The data must be given again in full, with no line altered.

─── DATA SHOWN ───

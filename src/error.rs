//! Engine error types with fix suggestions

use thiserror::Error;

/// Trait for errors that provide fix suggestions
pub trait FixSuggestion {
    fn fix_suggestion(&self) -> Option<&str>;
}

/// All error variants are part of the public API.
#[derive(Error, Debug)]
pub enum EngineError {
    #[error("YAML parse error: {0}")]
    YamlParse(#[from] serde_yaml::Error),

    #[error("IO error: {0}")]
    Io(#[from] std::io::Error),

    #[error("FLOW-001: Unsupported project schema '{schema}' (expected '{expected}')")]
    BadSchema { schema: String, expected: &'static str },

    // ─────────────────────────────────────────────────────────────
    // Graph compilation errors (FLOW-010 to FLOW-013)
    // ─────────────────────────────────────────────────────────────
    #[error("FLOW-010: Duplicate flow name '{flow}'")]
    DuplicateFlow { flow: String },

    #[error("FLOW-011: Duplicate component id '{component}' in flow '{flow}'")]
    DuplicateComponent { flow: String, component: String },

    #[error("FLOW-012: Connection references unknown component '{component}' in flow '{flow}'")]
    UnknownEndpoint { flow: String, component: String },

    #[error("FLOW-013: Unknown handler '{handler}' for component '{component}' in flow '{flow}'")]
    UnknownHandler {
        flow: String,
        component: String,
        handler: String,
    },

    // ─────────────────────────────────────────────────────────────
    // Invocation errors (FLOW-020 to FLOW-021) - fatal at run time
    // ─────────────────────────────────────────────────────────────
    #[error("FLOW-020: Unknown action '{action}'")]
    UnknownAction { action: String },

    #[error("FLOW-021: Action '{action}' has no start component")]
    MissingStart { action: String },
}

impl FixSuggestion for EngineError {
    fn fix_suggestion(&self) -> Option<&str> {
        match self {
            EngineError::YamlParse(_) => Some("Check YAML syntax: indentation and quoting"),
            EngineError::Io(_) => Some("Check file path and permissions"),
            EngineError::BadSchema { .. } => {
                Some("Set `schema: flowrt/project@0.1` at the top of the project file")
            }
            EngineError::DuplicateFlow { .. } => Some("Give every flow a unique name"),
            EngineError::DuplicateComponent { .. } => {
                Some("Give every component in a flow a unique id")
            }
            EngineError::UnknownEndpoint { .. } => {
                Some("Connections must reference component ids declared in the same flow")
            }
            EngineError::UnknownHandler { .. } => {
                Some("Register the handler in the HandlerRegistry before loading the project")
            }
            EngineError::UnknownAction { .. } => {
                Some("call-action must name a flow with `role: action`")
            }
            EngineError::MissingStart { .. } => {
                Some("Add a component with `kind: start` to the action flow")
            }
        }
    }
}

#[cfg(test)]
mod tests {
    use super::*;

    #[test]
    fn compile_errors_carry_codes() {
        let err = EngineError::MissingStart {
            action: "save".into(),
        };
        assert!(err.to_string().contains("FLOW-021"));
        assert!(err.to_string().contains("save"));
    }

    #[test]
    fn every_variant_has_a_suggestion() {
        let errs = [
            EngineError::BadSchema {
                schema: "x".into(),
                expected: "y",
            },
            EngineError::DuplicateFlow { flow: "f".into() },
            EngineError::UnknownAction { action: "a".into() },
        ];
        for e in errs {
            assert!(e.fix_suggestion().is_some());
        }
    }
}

───

**RESULT OF THIS TASK**:
filename src/error.rs
//! Engine error types with fix suggestions

use thiserror::Error;

/// Trait for errors that provide fix suggestions
pub trait FixSuggestion {
    fn fix_suggestion(&self) -> Option<&str>;
}

/// All error variants are part of the public API.
#[derive(Error, Debug)]
pub enum EngineError {
    #[error("YAML parse error: {0}")]
    YamlParse(#[from] serde_yaml::Error),

    #[error("IO error: {0}")]
    Io(#[from] std::io::Error),

    #[error("FLOW-001: Unsupported project schema '{schema}' (expected '{expected}')")]
    BadSchema { schema: String, expected: &'static str },

    // ─────────────────────────────────────────────────────────────
    // Graph compilation errors (FLOW-010 to FLOW-013)
    // ─────────────────────────────────────────────────────────────
    #[error("FLOW-010: Duplicate flow name '{flow}'")]
    DuplicateFlow { flow: String },

    #[error("FLOW-011: Duplicate component id '{component}' in flow '{flow}'")]
    DuplicateComponent { flow: String, component: String },

    #[error("FLOW-012: Connection references unknown component '{component}' in flow '{flow}'")]
    UnknownEndpoint { flow: String, component: String },

    #[error("FLOW-013: Unknown handler '{handler}' for component '{component}' in flow '{flow}'")]
    UnknownHandler {
        flow: String,
        component: String,
        handler: String,
    },

    // ─────────────────────────────────────────────────────────────
    // Invocation errors (FLOW-020 to FLOW-021) - fatal at run time
    // ─────────────────────────────────────────────────────────────
    #[error("FLOW-020: Unknown action '{action}'")]
    UnknownAction { action: String },

    #[error("FLOW-021: Action '{action}' has no start component")]
    MissingStart { action: String },
}

impl FixSuggestion for EngineError {
    fn fix_suggestion(&self) -> Option<&str> {
        match self {
            EngineError::YamlParse(_) => Some("Check YAML syntax: indentation and quoting"),
            EngineError::Io(_) => Some("Check file path and permissions"),
            EngineError::BadSchema { .. } => {
                Some("Set `schema: flowrt/project@0.1` at the top of the project file")
            }
            EngineError::DuplicateFlow { .. } => Some("Give every flow a unique name"),
            EngineError::DuplicateComponent { .. } => {
                Some("Give every component in a flow a unique id")
            }
            EngineError::UnknownEndpoint { .. } => {
                Some("Connections must reference component ids declared in the same flow")
            }
            EngineError::UnknownHandler { .. } => {
                Some("Register the handler in the HandlerRegistry before loading the project")
            }
            EngineError::UnknownAction { .. } => {
                Some("call-action must name a flow with `role: action`")
            }
            EngineError::MissingStart { .. } => {
                Some("Add a component with `kind: start` to the action flow")
            }
        }
    }
}

#[cfg(test)]
mod tests {
    use super::*;

    #[test]
    fn compile_errors_carry_codes() {
        let err = EngineError::MissingStart {
            action: "save".into(),
        };
        assert!(err.to_string().contains("FLOW-021"));
        assert!(err.to_string().contains("save"));
    }

    #[test]
    fn every_variant_has_a_suggestion() {
        let errs = [
            EngineError::BadSchema {
                schema: "x".into(),
                expected: "y",
            },
            EngineError::DuplicateFlow { flow: "f".into() },
            EngineError::UnknownAction { action: "a".into() },
        ];
        for e in errs {
            assert!(e.fix_suggestion().is_some());
        }
    }
}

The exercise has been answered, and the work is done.